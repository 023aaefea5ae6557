use embedded_hal::digital::{OutputPin, PinState};

use crate::Result;
use crate::error::Error::{CannotSetOutputState, IndexOutOfBounds};

/// Array of GPIO output pins for the segment display.
///
/// See [`SegmentDisplay`](super::SegmentDisplay) for how the cell and segment arrays are used.
pub struct OutputArray<P, const N: usize>([P; N]);

impl<P: OutputPin, const N: usize> OutputArray<P, N> {
    pub const fn new(outputs: [P; N]) -> Self {
        Self(outputs)
    }

    #[inline]
    pub(crate) fn set_all(&mut self, state: PinState) -> Result<()> {
        for output in &mut self.0 {
            output.set_state(state).map_err(|_| CannotSetOutputState)?;
        }
        Ok(())
    }

    #[inline]
    pub(crate) fn set_state_at_index(&mut self, index: usize, state: PinState) -> Result<()> {
        self.0
            .get_mut(index)
            .ok_or(IndexOutOfBounds)?
            .set_state(state)
            .map_err(|_| CannotSetOutputState)
    }
}

impl<P: OutputPin> OutputArray<P, { u8::BITS as usize }> {
    /// Drives pin `n` to `on` when bit `n` is set and to the opposite level otherwise.
    #[inline]
    pub(crate) fn set_from_bits(&mut self, mut bits: u8, on: PinState) -> Result<()> {
        for output in &mut self.0 {
            let state = if bits & 1 == 1 { on } else { !on };
            output.set_state(state).map_err(|_| CannotSetOutputState)?;
            bits >>= 1;
        }
        Ok(())
    }
}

▬▬▬▬▬▬

The lines from the one containing "pub(crate) fn set_from_bits(&mut" through the final line of the listing above are all you should set down, exactly as written.

■ **Response below**
    pub(crate) fn set_from_bits(&mut self, mut bits: u8, on: PinState) -> Result<()> {
        for output in &mut self.0 {
            let state = if bits & 1 == 1 { on } else { !on };
            output.set_state(state).map_err(|_| CannotSetOutputState)?;
            bits >>= 1;
        }
        Ok(())
    }
}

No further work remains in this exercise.